This sheet on Genesis 9 was written by Shmuly Yanklowitz for 929 and can also be found here
How do we repair the broken state of humanity’s relationship to all of God’s creatures? In the Garden of Eden, no animal was eaten. Yet, humanity failed and God permitted a circumscribed allowance of flesh: “The fear of you and the dread of you shall be upon every beast of the earth and upon every bird of the heavens, in everything that moves on earth and in the fish of the sea; in your hand they are given” (Genesis 9:2).
Contrast this concern for animals with how we slaughter God’s creatures today. In 2015, over nine billion land animals were slaughtered for food purposes. It’s estimated that in 2009, 4.8 billion pounds of fish were consumed in the United States alone.
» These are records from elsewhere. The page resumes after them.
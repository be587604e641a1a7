pub mod domain;
pub mod dto;
pub mod error;
pub mod rules;

pub use domain::*;
pub use dto::*;
pub use error::{CoreError, FieldErrors};
pub use rules::*;
//! Upload Validator — decides whether an uploaded file may enter the
//! extraction pipeline, and derives a filesystem-safe name for it.
//!
//! The allow-list check runs against the filename the client declared.
//! Sanitization is a separate step that only protects the storage path;
//! extractor dispatch later uses the sanitized name.

use crate::errors::{AppError, MissingFile};

/// Extensions accepted by `/api/extract-text`, compared case-insensitively.
pub const ALLOWED_EXTENSIONS: [&str; 3] = ["pdf", "docx", "doc"];

/// A file that passed validation. Carries both names: the declared one for
/// logs, the sanitized one for anything touching the filesystem.
#[derive(Debug, Clone, PartialEq, Eq)]
pub struct UploadedDocument {
    pub original_name: String,
    pub safe_name: String,
    /// Lowercased last dot-segment of the declared name.
    pub extension: String,
}

/// Lowercased text after the last `.`, if the name has a dot at all.
pub fn extension(filename: &str) -> Option<String> {
    filename
        .rsplit_once('.')
        .map(|(_, ext)| ext.to_ascii_lowercase())
}

pub fn allowed_file(filename: &str) -> bool {
    extension(filename).is_some_and(|ext| ALLOWED_EXTENSIONS.contains(&ext.as_str()))
}

/// Reduces a client-supplied filename to something safe to use as a path
/// component.
///
/// Non-ASCII characters are dropped, path separators become whitespace,
/// whitespace runs collapse to `_`, anything outside `[A-Za-z0-9_.-]` is
/// removed and leading/trailing `.`/`_` are trimmed. The result may be empty.
pub fn secure_filename(filename: &str) -> String {
    let ascii: String = filename
        .chars()
        .filter(char::is_ascii)
        .map(|c| if c == '/' || c == '\\' { ' ' } else { c })
        .collect();

    let joined = ascii.split_whitespace().collect::<Vec<_>>().join("_");

    joined
        .chars()
        .filter(|c| c.is_ascii_alphanumeric() || matches!(c, '_' | '.' | '-'))
        .collect::<String>()
        .trim_matches(|c| c == '.' || c == '_')
        .to_string()
}

/// Validates the filename of the `resume` field once the field is known to exist.
pub fn validate_filename(filename: Option<&str>) -> Result<UploadedDocument, AppError> {
    let filename = match filename {
        Some(name) if !name.is_empty() => name,
        _ => return Err(MissingFile::NoSelectedFile.into()),
    };

    if !allowed_file(filename) {
        return Err(AppError::invalid_file_type());
    }

    Ok(UploadedDocument {
        original_name: filename.to_string(),
        safe_name: secure_filename(filename),
        extension: extension(filename).unwrap_or_default(),
    })
}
And every day, 50 million animals lose their lives for human use. Can any heart remain unmoved in the face of such shocking figures, and the ensuing, incalculable moral suffering?
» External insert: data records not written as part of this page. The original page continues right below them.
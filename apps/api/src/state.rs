use std::sync::Arc;

use crate::config::Config;
use crate::llm_client::CompletionService;

/// Shared application state injected into all route handlers via Axum extractors.
/// Read-only after startup; requests share nothing mutable.
#[derive(Clone)]
pub struct AppState {
    pub config: Config,
    /// Generation backend. `LlmClient` in production, a stub in tests.
    pub llm: Arc<dyn CompletionService>,
}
Though cruelty flourished, Noah could not have imagined a world without animals existing in it. The Midrash teaches that Noah not only heroically saved two from each species by giving them shelter on the ark, but for all those weeks, he would run tirelessly from one to the next to give them proper care. The rabbis suggest that Noah and his sons didn’t sleep at all since they were so preoccupied with the needs of the animals (Midrash Tanchuma, Noach 9). Reading the story of the flood each year reminds us that to live in a redeemed world, we must prioritize care for the most vulnerable sentient beings on our planet.
Let Noah be our model, for the rabbis considered Noah righteous precisely because of his care for animals (Midrash Tanchuma, Noach 4). Today, let’s follow Noah’s compassionate spirit to end the rampant abuse and neglect shown to animals. Even more so, let us, as fervently committed Jews, return to the Garden of Eden and a world where eating sentient beings is not imaginable but anathema. We are to be a people of mercy and compassion, which the rabbis consider to be essential characteristics of the Jewish soul (BT Beitzah 32b).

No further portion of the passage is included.